■ Task ■
From the entries that follow, pick out all lines holding "NodePathError".

** Opening Input block **

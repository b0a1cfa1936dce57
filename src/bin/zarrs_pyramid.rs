//! Build a scale pyramid for an array in a filesystem hierarchy.

use std::{io::Write, path::PathBuf, process::ExitCode, sync::Arc};

use clap::Parser;
use env_logger::{Builder, Env, Target};
use log::error;

use zarrs_pyramid::{
    pyramid::{create_scale_pyramid, PyramidOptions, ScaleFactors, ShapeArg},
    storage::store::FilesystemStore,
};

/// Create a scale pyramid by downsampling an array level by level.
///
/// If the dataset is not named `s<n>`, it is moved to `<dataset>/s0` and new levels are written next to it.
#[derive(Parser, Debug)]
#[command(author, version)]
struct Cli {
    /// The path to the container (the root of the hierarchy).
    container: PathBuf,

    /// The path of the dataset within the container, e.g. `volumes/raw`.
    dataset: String,

    /// Scale factors for each new level, separated by `;`.
    ///
    /// Each factor is an integer, or comma-separated integers with one per spatial axis.
    /// Factors are relative to the previous level, e.g. `2,2,1;2,2,1;2;2`.
    scales: ScaleFactors,

    /// The chunk shape of new levels: an integer or comma-separated integers.
    ///
    /// Defaults to the chunk shape of the base level.
    #[arg(short, long)]
    chunk_shape: Option<ShapeArg>,

    /// The number of workers processing blocks.
    #[arg(short, long, default_value_t = 60)]
    workers: usize,

    /// Append log output to this file instead of stderr.
    #[arg(short, long)]
    log_file: Option<PathBuf>,

    /// The number of times a failing block is retried.
    #[arg(long, default_value_t = 0)]
    max_retries: usize,
}

fn logger_builder(log_file: Option<&PathBuf>) -> std::io::Result<Builder> {
    let mut builder = Builder::from_env(Env::default().default_filter_or("info"));
    builder.format(|buf, record| {
        writeln!(
            buf,
            "{} {:<5} {}",
            buf.timestamp_seconds(),
            record.level(),
            record.args()
        )
    });
    if let Some(log_file) = log_file {
        let file = std::fs::OpenOptions::new()
            .create(true)
            .append(true)
            .open(log_file)?;
        builder.target(Target::Pipe(Box::new(file)));
    }
    Ok(builder)
}

fn init_logging(log_file: Option<&PathBuf>) -> std::io::Result<()> {
    logger_builder(log_file)?.init();
    Ok(())
}

/// Normalise a dataset path to an absolute node path without a trailing `/`.
fn normalise_dataset_path(dataset: &str) -> String {
    format!("/{}", dataset.trim_matches('/'))
}

fn main() -> ExitCode {
    let cli = Cli::parse();
    if let Err(err) = init_logging(cli.log_file.as_ref()) {
        eprintln!("Failed to open log file: {err}");
        return ExitCode::from(2);
    }

    let store = match FilesystemStore::new(&cli.container) {
        Ok(store) => Arc::new(store),
        Err(err) => {
            error!("Failed to open container {}: {err}", cli.container.display());
            return ExitCode::from(2);
        }
    };
    let options = PyramidOptions::builder()
        .num_workers(cli.workers)
        .max_retries(cli.max_retries)
        .chunk_shape(cli.chunk_shape)
        .build();
    let dataset = normalise_dataset_path(&cli.dataset);

    match create_scale_pyramid(store, &dataset, &cli.scales, &options) {
        Ok(levels) => {
            for level in levels {
                log::info!(
                    "{}: shape {:?}, voxel size {}, roi {}",
                    level.path,
                    level.shape,
                    level.voxel_size,
                    level.roi
                );
            }
            ExitCode::SUCCESS
        }
        Err(err) if err.is_validation_error() => {
            error!("{err}");
            ExitCode::from(2)
        }
        Err(err) => {
            error!("{err}");
            ExitCode::FAILURE
        }
    }
}
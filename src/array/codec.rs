//! Codecs.
//!
//! A chunk is encoded by the `bytes` codec, which serialises elements with a fixed endianness,
//! followed by zero or more bytes to bytes codecs (e.g. `gzip` with the `gzip` feature).
//! The codecs of an array are described by a [`CodecChain`] and serialised as a list of [`CodecMetadata`].

mod bytes_codec;
#[cfg(feature = "gzip")]
mod gzip_codec;

pub use bytes_codec::{BytesCodec, Endianness, NATIVE_ENDIAN};
#[cfg(feature = "gzip")]
pub use gzip_codec::GzipCodec;

use std::sync::Arc;

use serde::{Deserialize, Serialize};
use thiserror::Error;

use super::DataType;

/// Codec metadata.
///
/// For example `{"name": "gzip", "configuration": {"level": 5}}`.
#[derive(Serialize, Deserialize, Clone, Debug, PartialEq)]
pub struct CodecMetadata {
    /// The codec name.
    pub name: String,
    /// The codec configuration.
    #[serde(default, skip_serializing_if = "Option::is_none")]
    pub configuration: Option<serde_json::Map<String, serde_json::Value>>,
}

impl CodecMetadata {
    /// Create codec metadata from a name and a serializable configuration.
    ///
    /// # Errors
    /// Returns a [`CodecError`] if the configuration does not serialise to a JSON object.
    pub fn new_with_serializable_configuration<T: Serialize>(
        name: &str,
        configuration: &T,
    ) -> Result<Self, CodecError> {
        match serde_json::to_value(configuration) {
            Ok(serde_json::Value::Object(configuration)) => Ok(Self {
                name: name.to_string(),
                configuration: Some(configuration),
            }),
            Ok(_) => Err(CodecError::InvalidConfiguration(
                name.to_string(),
                "not an object".to_string(),
            )),
            Err(err) => Err(CodecError::InvalidConfiguration(
                name.to_string(),
                err.to_string(),
            )),
        }
    }

    /// Deserialise the configuration.
    ///
    /// A missing configuration is deserialised from an empty object.
    ///
    /// # Errors
    /// Returns a [`CodecError`] if the configuration is not valid for `T`.
    pub fn to_configuration<T: for<'de> Deserialize<'de>>(&self) -> Result<T, CodecError> {
        let configuration =
            serde_json::Value::Object(self.configuration.clone().unwrap_or_default());
        serde_json::from_value(configuration)
            .map_err(|err| CodecError::InvalidConfiguration(self.name.clone(), err.to_string()))
    }
}

/// A codec error.
#[derive(Debug, Error)]
pub enum CodecError {
    /// An IO error.
    #[error(transparent)]
    IOError(#[from] std::io::Error),
    /// The decoded size of a chunk did not match what was expected.
    #[error("the size of a decoded chunk is {_0}, expected {_1}")]
    UnexpectedChunkDecodedSize(usize, usize),
    /// An unsupported codec.
    #[error("unsupported codec {0}")]
    UnsupportedCodec(String),
    /// An invalid codec configuration.
    #[error("invalid configuration for codec {0}: {1}")]
    InvalidConfiguration(String, String),
    /// The codec chain does not start with the `bytes` codec.
    #[error("the first codec must be bytes")]
    MissingBytesCodec,
}

/// Traits for bytes to bytes codecs.
pub trait BytesToBytesCodecTraits: core::fmt::Debug + Send + Sync {
    /// Create the metadata of the codec.
    fn create_metadata(&self) -> CodecMetadata;

    /// Encode bytes.
    ///
    /// # Errors
    /// Returns [`CodecError`] if a codec fails.
    fn encode(&self, decoded_value: Vec<u8>) -> Result<Vec<u8>, CodecError>;

    /// Decode bytes.
    ///
    /// # Errors
    /// Returns [`CodecError`] if a codec fails.
    fn decode(&self, encoded_value: Vec<u8>) -> Result<Vec<u8>, CodecError>;
}

/// A codec chain: a `bytes` codec followed by bytes to bytes codecs.
#[derive(Clone, Debug)]
pub struct CodecChain {
    bytes_codec: BytesCodec,
    bytes_to_bytes_codecs: Vec<Arc<dyn BytesToBytesCodecTraits>>,
}

impl Default for CodecChain {
    fn default() -> Self {
        Self::new(BytesCodec::little(), Vec::new())
    }
}

impl CodecChain {
    /// Create a new codec chain.
    #[must_use]
    pub fn new(
        bytes_codec: BytesCodec,
        bytes_to_bytes_codecs: Vec<Arc<dyn BytesToBytesCodecTraits>>,
    ) -> Self {
        Self {
            bytes_codec,
            bytes_to_bytes_codecs,
        }
    }

    /// Create a codec chain from metadata.
    ///
    /// # Errors
    /// Returns a [`CodecError`] if the first codec is not `bytes`, or a codec is unsupported or has an invalid configuration.
    pub fn from_metadata(metadatas: &[CodecMetadata]) -> Result<Self, CodecError> {
        let (first, rest) = metadatas
            .split_first()
            .ok_or(CodecError::MissingBytesCodec)?;
        if first.name != bytes_codec::IDENTIFIER {
            return Err(CodecError::MissingBytesCodec);
        }
        let bytes_codec = BytesCodec::from_metadata(first)?;
        let bytes_to_bytes_codecs = rest
            .iter()
            .map(|metadata| -> Result<Arc<dyn BytesToBytesCodecTraits>, CodecError> {
                match metadata.name.as_str() {
                    #[cfg(feature = "gzip")]
                    gzip_codec::IDENTIFIER => Ok(Arc::new(GzipCodec::from_metadata(metadata)?)),
                    _ => Err(CodecError::UnsupportedCodec(metadata.name.clone())),
                }
            })
            .collect::<Result<Vec<_>, _>>()?;
        Ok(Self::new(bytes_codec, bytes_to_bytes_codecs))
    }

    /// Get the `bytes` codec.
    #[must_use]
    pub const fn bytes_codec(&self) -> &BytesCodec {
        &self.bytes_codec
    }

    /// Get the bytes to bytes codecs.
    #[must_use]
    pub fn bytes_to_bytes_codecs(&self) -> &[Arc<dyn BytesToBytesCodecTraits>] {
        &self.bytes_to_bytes_codecs
    }

    /// Create the metadata of the codec chain.
    #[must_use]
    pub fn create_metadatas(&self) -> Vec<CodecMetadata> {
        std::iter::once(self.bytes_codec.create_metadata())
            .chain(
                self.bytes_to_bytes_codecs
                    .iter()
                    .map(|codec| codec.create_metadata()),
            )
            .collect()
    }

    /// Encode native endian chunk bytes of `data_type`.
    ///
    /// # Errors
    /// Returns [`CodecError`] if a codec fails.
    pub fn encode(
        &self,
        decoded_value: Vec<u8>,
        data_type: DataType,
    ) -> Result<Vec<u8>, CodecError> {
        let mut value = self.bytes_codec.encode(decoded_value, data_type);
        for codec in &self.bytes_to_bytes_codecs {
            value = codec.encode(value)?;
        }
        Ok(value)
    }

    /// Decode chunk bytes of `data_type` to native endian with an expected decoded size in bytes.
    ///
    /// # Errors
    /// Returns [`CodecError`] if a codec fails or the decoded size is unexpected.
    pub fn decode(
        &self,
        encoded_value: Vec<u8>,
        data_type: DataType,
        decoded_size: usize,
    ) -> Result<Vec<u8>, CodecError> {
        let mut value = encoded_value;
        for codec in self.bytes_to_bytes_codecs.iter().rev() {
            value = codec.decode(value)?;
        }
        if value.len() != decoded_size {
            return Err(CodecError::UnexpectedChunkDecodedSize(
                value.len(),
                decoded_size,
            ));
        }
        Ok(self.bytes_codec.decode(value, data_type))
    }
}
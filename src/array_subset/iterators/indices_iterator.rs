use std::iter::FusedIterator;

use crate::{array::ArrayIndices, array_subset::ArraySubset};

/// An iterator over the indices in an array subset.
///
/// Iterates over the last dimension fastest (i.e. C-contiguous order).
/// For example, consider a 4x3 array with element indices
/// ```text
/// (0, 0)  (0, 1)  (0, 2)
/// (1, 0)  (1, 1)  (1, 2)
/// (2, 0)  (2, 1)  (2, 2)
/// (3, 0)  (3, 1)  (3, 2)
/// ```
/// An iterator with an array subset corresponding to the lower right 2x2 region will produce `[(2, 1), (2, 2), (3, 1), (3, 2)]`.
#[derive(Clone, Debug)]
pub struct IndicesIterator {
    subset: ArraySubset,
    index_front: u64,
    index_back: u64,
}

impl IndicesIterator {
    /// Create a new indices iterator.
    #[must_use]
    pub fn new(subset: ArraySubset) -> Self {
        let index_back = subset.num_elements();
        Self {
            subset,
            index_front: 0,
            index_back,
        }
    }

    fn indices_at(&self, linear: u64) -> ArrayIndices {
        let mut indices = unravel_index(linear, self.subset.shape());
        std::iter::zip(indices.iter_mut(), self.subset.start())
            .for_each(|(index, start)| *index += start);
        indices
    }
}

/// Unravel a linearised index to ND indices.
fn unravel_index(mut index: u64, shape: &[u64]) -> ArrayIndices {
    let mut indices = vec![0; shape.len()];
    for (indices_i, &dim) in std::iter::zip(indices.iter_mut().rev(), shape.iter().rev()) {
        *indices_i = index % dim;
        index /= dim;
    }
    indices
}

impl Iterator for IndicesIterator {
    type Item = ArrayIndices;

    fn next(&mut self) -> Option<Self::Item> {
        if self.index_front < self.index_back {
            let indices = self.indices_at(self.index_front);
            self.index_front += 1;
            Some(indices)
        } else {
            None
        }
    }

    fn size_hint(&self) -> (usize, Option<usize>) {
        let length = usize::try_from(self.index_back - self.index_front).unwrap_or(usize::MAX);
        (length, Some(length))
    }
}

impl DoubleEndedIterator for IndicesIterator {
    fn next_back(&mut self) -> Option<Self::Item> {
        if self.index_back > self.index_front {
            self.index_back -= 1;
            Some(self.indices_at(self.index_back))
        } else {
            None
        }
    }
}

impl ExactSizeIterator for IndicesIterator {}

impl FusedIterator for IndicesIterator {}
use thiserror::Error;

use crate::{
    array::{ArrayCreateError, ArrayError, ArrayShape},
    array_subset::IncompatibleDimensionalityError,
    coordinate::Coordinate,
    node::NodePathError,
    roi::{Roi, RoiError},
    storage::StorageError,
};

/// A configuration error.
///
/// Raised for malformed or inconsistent arguments before any level is built.
/// Geometry errors found while building a level are wrapped in [`PyramidError::LevelGeometry`].
#[derive(Debug, Error)]
pub enum ConfigurationError {
    /// An argument is not an integer or a comma-separated list of integers.
    #[error("malformed {argument} {value:?}, expected an integer or comma-separated integers")]
    MalformedArgument {
        /// The argument name.
        argument: &'static str,
        /// The malformed value.
        value: String,
    },
    /// An argument has a zero component.
    #[error("{argument} {value:?} has a zero component")]
    ZeroComponent {
        /// The argument name.
        argument: &'static str,
        /// The value.
        value: Vec<u64>,
    },
    /// The scale factor list is empty.
    #[error("no scale factors were given")]
    EmptyScaleFactors,
    /// A scale factor does not match the spatial rank.
    #[error("scale factor {_0:?} must be a scalar or have one component per spatial axis ({_1})")]
    ScaleFactorLength(Vec<u64>, usize),
    /// A chunk shape does not match the spatial or full rank.
    #[error("chunk shape {chunk_shape:?} must be a scalar, or have one component per spatial axis ({spatial_rank}) or per array axis ({rank}) if there is a channel axis")]
    ChunkShapeLength {
        /// The chunk shape.
        chunk_shape: Vec<u64>,
        /// The number of spatial axes.
        spatial_rank: usize,
        /// The array dimensionality.
        rank: usize,
    },
    /// The channel component of a chunk shape does not match the channel count.
    #[error("chunk shape {_0:?} does not match the channel count: the first component must be {_1} or omitted")]
    ChunkShapeChannels(Vec<u64>, u64),
    /// The worker count is zero.
    #[error("the number of workers must be at least one")]
    ZeroWorkers,
    /// The worker pool could not be created.
    #[error("failed to create worker pool: {_0}")]
    WorkerPool(String),
    /// A block region does not align with a voxel size.
    #[error("region {_0} is not aligned to voxel size {_1}")]
    MisalignedRegion(Roi, Coordinate),
    /// Incompatible dimensionality.
    #[error(transparent)]
    IncompatibleDimensionality(#[from] IncompatibleDimensionalityError),
    /// An invalid region, such as a non-positive block shape.
    #[error(transparent)]
    Roi(#[from] RoiError),
}

/// An input error.
///
/// Raised when the named dataset cannot be used as the base of a pyramid.
#[derive(Debug, Error)]
pub enum InputError {
    /// The dataset path is not valid.
    #[error(transparent)]
    InvalidPath(#[from] NodePathError),
    /// The dataset path does not hold an array.
    #[error("{_0} does not seem to be a dataset")]
    NotAnArray(String),
    /// The root node cannot be moved below itself.
    #[error("the root array cannot be promoted to a scale level, name it s<n> or move it into a group")]
    UnscaledRoot,
    /// The dataset metadata could not be read.
    #[error(transparent)]
    InvalidMetadata(#[from] ArrayCreateError),
    /// The offset of the dataset is not a multiple of its voxel size.
    #[error("offset {offset} is not a multiple of voxel size {voxel_size}")]
    MisalignedOffset {
        /// The dataset offset.
        offset: Coordinate,
        /// The dataset voxel size.
        voxel_size: Coordinate,
    },
    /// A storage error.
    #[error(transparent)]
    StorageError(#[from] StorageError),
}

/// An internal sampling error.
///
/// A block with a spatial shape that is not a multiple of the scale factor indicates a miscomputed read region.
#[derive(Debug, Error)]
pub enum SamplingError {
    /// The block shape is not a multiple of the scale factor.
    #[error("block shape {_0:?} is not a multiple of scale factor {_1:?}")]
    NotMultiple(ArrayShape, ArrayShape),
    /// The number of elements does not match the block shape.
    #[error("got {_0} elements for block shape {_1:?}")]
    InvalidElementsLength(usize, ArrayShape),
    /// An element could not be converted to `f64`.
    #[error("element cannot be converted to f64")]
    FloatConversion,
    /// A mean could not be represented by the element type.
    #[error("mean {_0} cannot be represented by the element type")]
    ElementConversion(f64),
}

/// A block processing error, carrying the output region of the block.
#[derive(Debug, Error)]
pub enum BlockError {
    /// Reading the input region failed.
    #[error("failed to read {read_roi} for block {write_roi}: {source}")]
    Read {
        /// The output region.
        write_roi: Roi,
        /// The input region.
        read_roi: Roi,
        /// The underlying error.
        source: ArrayError,
    },
    /// Downsampling failed.
    #[error("failed to downsample block {write_roi}: {source}")]
    Downsample {
        /// The output region.
        write_roi: Roi,
        /// The underlying error.
        source: SamplingError,
    },
    /// Writing the output region failed.
    #[error("failed to write to {write_roi}: {source}")]
    Write {
        /// The output region.
        write_roi: Roi,
        /// The underlying error.
        source: ArrayError,
    },
}

impl BlockError {
    /// Return the output region of the failed block.
    #[must_use]
    pub fn write_roi(&self) -> &Roi {
        match self {
            Self::Read { write_roi, .. }
            | Self::Downsample { write_roi, .. }
            | Self::Write { write_roi, .. } => write_roi,
        }
    }
}

/// A pyramid error.
#[derive(Debug, Error)]
pub enum PyramidError {
    /// A configuration error.
    #[error(transparent)]
    Configuration(#[from] ConfigurationError),
    /// An input error.
    #[error(transparent)]
    Input(#[from] InputError),
    /// The array has more than one channel axis.
    #[error("{_0} channel dimensions found, more than one channel dimension is not supported")]
    ChannelDimension(usize),
    /// A block of a level failed.
    #[error("level s{level} failed: {source}")]
    BlockWrite {
        /// The index of the failed level.
        level: u64,
        /// The block error.
        source: BlockError,
    },
    /// The geometry of a level could not be derived from the level below it.
    #[error("level s{level} has invalid geometry: {source}")]
    LevelGeometry {
        /// The index of the level.
        level: u64,
        /// The geometry error.
        source: ConfigurationError,
    },
    /// A storage error.
    #[error(transparent)]
    StorageError(#[from] StorageError),
    /// An array error.
    #[error(transparent)]
    ArrayError(#[from] ArrayError),
    /// An array creation error.
    #[error(transparent)]
    ArrayCreateError(#[from] ArrayCreateError),
}

impl PyramidError {
    /// Returns true if the error was raised while validating the configuration or input, before any level was built.
    #[must_use]
    pub fn is_validation_error(&self) -> bool {
        matches!(
            self,
            Self::Configuration(_) | Self::Input(_) | Self::ChannelDimension(_)
        )
    }
}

** Closing Input block **

■ Solved problem ■
    node::NodePathError,
    InvalidPath(#[from] NodePathError),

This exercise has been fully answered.